== Segment start ==
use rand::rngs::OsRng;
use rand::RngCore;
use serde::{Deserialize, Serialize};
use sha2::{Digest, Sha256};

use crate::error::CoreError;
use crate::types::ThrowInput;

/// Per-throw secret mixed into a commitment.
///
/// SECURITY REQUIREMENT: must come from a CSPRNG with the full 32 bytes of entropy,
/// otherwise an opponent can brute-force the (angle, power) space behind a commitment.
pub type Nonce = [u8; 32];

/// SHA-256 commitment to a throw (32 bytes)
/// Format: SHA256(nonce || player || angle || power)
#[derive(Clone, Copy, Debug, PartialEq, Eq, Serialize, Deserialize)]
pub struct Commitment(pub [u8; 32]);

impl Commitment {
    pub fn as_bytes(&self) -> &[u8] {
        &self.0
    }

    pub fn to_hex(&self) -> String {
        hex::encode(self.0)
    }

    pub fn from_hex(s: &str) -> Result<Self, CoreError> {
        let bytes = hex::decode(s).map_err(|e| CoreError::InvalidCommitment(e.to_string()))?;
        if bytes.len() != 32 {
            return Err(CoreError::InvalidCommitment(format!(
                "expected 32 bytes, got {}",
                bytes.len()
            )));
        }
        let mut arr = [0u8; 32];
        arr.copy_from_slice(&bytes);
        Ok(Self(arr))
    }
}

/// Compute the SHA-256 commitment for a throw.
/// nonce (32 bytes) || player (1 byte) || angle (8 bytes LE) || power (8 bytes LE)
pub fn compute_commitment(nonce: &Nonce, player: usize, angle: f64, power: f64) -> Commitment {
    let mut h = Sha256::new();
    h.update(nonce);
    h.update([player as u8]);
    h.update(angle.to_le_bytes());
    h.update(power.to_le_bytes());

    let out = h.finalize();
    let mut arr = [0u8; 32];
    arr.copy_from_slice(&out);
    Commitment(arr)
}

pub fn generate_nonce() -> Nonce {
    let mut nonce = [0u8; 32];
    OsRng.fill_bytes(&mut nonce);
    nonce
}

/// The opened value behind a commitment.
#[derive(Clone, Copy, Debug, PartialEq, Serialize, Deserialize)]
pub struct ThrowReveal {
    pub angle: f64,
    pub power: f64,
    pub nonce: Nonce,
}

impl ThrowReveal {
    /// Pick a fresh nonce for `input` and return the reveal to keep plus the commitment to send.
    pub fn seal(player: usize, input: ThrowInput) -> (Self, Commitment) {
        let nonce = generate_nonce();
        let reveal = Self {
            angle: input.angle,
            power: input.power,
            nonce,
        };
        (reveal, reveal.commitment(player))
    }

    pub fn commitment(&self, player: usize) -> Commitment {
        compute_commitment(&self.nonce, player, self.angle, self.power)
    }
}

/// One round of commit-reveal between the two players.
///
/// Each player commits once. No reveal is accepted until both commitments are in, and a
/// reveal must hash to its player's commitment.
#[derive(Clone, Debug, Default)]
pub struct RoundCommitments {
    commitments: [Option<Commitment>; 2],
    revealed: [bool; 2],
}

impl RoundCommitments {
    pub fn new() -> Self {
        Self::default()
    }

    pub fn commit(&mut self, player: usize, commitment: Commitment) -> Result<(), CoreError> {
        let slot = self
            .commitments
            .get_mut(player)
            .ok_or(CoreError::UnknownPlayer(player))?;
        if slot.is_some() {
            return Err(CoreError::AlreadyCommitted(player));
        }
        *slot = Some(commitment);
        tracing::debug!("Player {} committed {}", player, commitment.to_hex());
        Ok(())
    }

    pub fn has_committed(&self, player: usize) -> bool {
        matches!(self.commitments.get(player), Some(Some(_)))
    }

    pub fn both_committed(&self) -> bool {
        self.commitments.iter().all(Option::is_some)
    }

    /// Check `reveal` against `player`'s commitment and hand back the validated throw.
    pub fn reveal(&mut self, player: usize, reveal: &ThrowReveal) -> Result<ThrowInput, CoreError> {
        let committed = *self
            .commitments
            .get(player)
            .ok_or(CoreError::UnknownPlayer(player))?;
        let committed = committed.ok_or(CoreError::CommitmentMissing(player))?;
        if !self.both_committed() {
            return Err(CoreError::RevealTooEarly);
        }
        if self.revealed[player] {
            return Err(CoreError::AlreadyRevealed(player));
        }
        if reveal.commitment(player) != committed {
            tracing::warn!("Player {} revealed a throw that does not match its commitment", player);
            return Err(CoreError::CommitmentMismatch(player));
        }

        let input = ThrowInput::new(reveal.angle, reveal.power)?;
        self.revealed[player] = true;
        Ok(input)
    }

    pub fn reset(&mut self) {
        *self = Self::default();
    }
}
== Segment end ==
== Segment start ==
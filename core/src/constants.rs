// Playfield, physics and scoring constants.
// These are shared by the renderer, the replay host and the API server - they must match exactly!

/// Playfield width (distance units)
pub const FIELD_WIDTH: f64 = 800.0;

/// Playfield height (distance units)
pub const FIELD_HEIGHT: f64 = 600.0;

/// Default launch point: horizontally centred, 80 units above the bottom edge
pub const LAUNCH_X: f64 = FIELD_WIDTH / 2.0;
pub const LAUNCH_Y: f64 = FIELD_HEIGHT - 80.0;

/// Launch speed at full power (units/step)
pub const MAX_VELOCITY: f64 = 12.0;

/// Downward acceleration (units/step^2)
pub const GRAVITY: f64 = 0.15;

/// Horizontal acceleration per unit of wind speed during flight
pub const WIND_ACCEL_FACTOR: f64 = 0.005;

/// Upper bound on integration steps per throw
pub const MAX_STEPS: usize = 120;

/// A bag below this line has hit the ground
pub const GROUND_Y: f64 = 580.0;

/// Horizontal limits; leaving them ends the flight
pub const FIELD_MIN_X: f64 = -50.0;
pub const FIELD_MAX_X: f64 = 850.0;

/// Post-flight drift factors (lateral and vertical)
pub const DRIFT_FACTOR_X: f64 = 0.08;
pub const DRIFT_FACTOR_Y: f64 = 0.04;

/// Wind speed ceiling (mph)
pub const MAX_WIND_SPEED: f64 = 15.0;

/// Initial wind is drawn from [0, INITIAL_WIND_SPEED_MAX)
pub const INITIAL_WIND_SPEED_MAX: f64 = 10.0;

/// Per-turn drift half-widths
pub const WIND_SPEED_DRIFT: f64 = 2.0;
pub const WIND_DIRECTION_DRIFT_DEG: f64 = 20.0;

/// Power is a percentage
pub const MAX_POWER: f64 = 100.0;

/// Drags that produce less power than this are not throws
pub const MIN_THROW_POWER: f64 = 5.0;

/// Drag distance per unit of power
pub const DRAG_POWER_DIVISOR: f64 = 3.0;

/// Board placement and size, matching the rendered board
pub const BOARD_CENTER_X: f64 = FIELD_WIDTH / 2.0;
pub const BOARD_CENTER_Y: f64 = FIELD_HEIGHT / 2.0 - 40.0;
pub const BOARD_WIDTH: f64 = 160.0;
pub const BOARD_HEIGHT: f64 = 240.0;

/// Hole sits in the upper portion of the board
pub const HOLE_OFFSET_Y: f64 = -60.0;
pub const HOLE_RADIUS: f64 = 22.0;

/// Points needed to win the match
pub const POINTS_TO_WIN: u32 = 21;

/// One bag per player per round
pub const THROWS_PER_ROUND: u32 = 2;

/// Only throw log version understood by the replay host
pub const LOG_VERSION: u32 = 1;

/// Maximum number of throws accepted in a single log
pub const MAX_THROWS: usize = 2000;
== Segment end ==
■ Your goal
Please give back, exactly as it stands above, the stretch from the line with "use rand::rngs::OsRng;" through the line with "h.update([player as u8]);", and no line outside it.

■ Answer to the exercise
use rand::rngs::OsRng;
use rand::RngCore;
use serde::{Deserialize, Serialize};
use sha2::{Digest, Sha256};

use crate::error::CoreError;
use crate::types::ThrowInput;

/// Per-throw secret mixed into a commitment.
///
/// SECURITY REQUIREMENT: must come from a CSPRNG with the full 32 bytes of entropy,
/// otherwise an opponent can brute-force the (angle, power) space behind a commitment.
pub type Nonce = [u8; 32];

/// SHA-256 commitment to a throw (32 bytes)
/// Format: SHA256(nonce || player || angle || power)
#[derive(Clone, Copy, Debug, PartialEq, Eq, Serialize, Deserialize)]
pub struct Commitment(pub [u8; 32]);

impl Commitment {
    pub fn as_bytes(&self) -> &[u8] {
        &self.0
    }

    pub fn to_hex(&self) -> String {
        hex::encode(self.0)
    }

    pub fn from_hex(s: &str) -> Result<Self, CoreError> {
        let bytes = hex::decode(s).map_err(|e| CoreError::InvalidCommitment(e.to_string()))?;
        if bytes.len() != 32 {
            return Err(CoreError::InvalidCommitment(format!(
                "expected 32 bytes, got {}",
                bytes.len()
            )));
        }
        let mut arr = [0u8; 32];
        arr.copy_from_slice(&bytes);
        Ok(Self(arr))
    }
}

/// Compute the SHA-256 commitment for a throw.
/// nonce (32 bytes) || player (1 byte) || angle (8 bytes LE) || power (8 bytes LE)
pub fn compute_commitment(nonce: &Nonce, player: usize, angle: f64, power: f64) -> Commitment {
    let mut h = Sha256::new();
    h.update(nonce);
    h.update([player as u8]);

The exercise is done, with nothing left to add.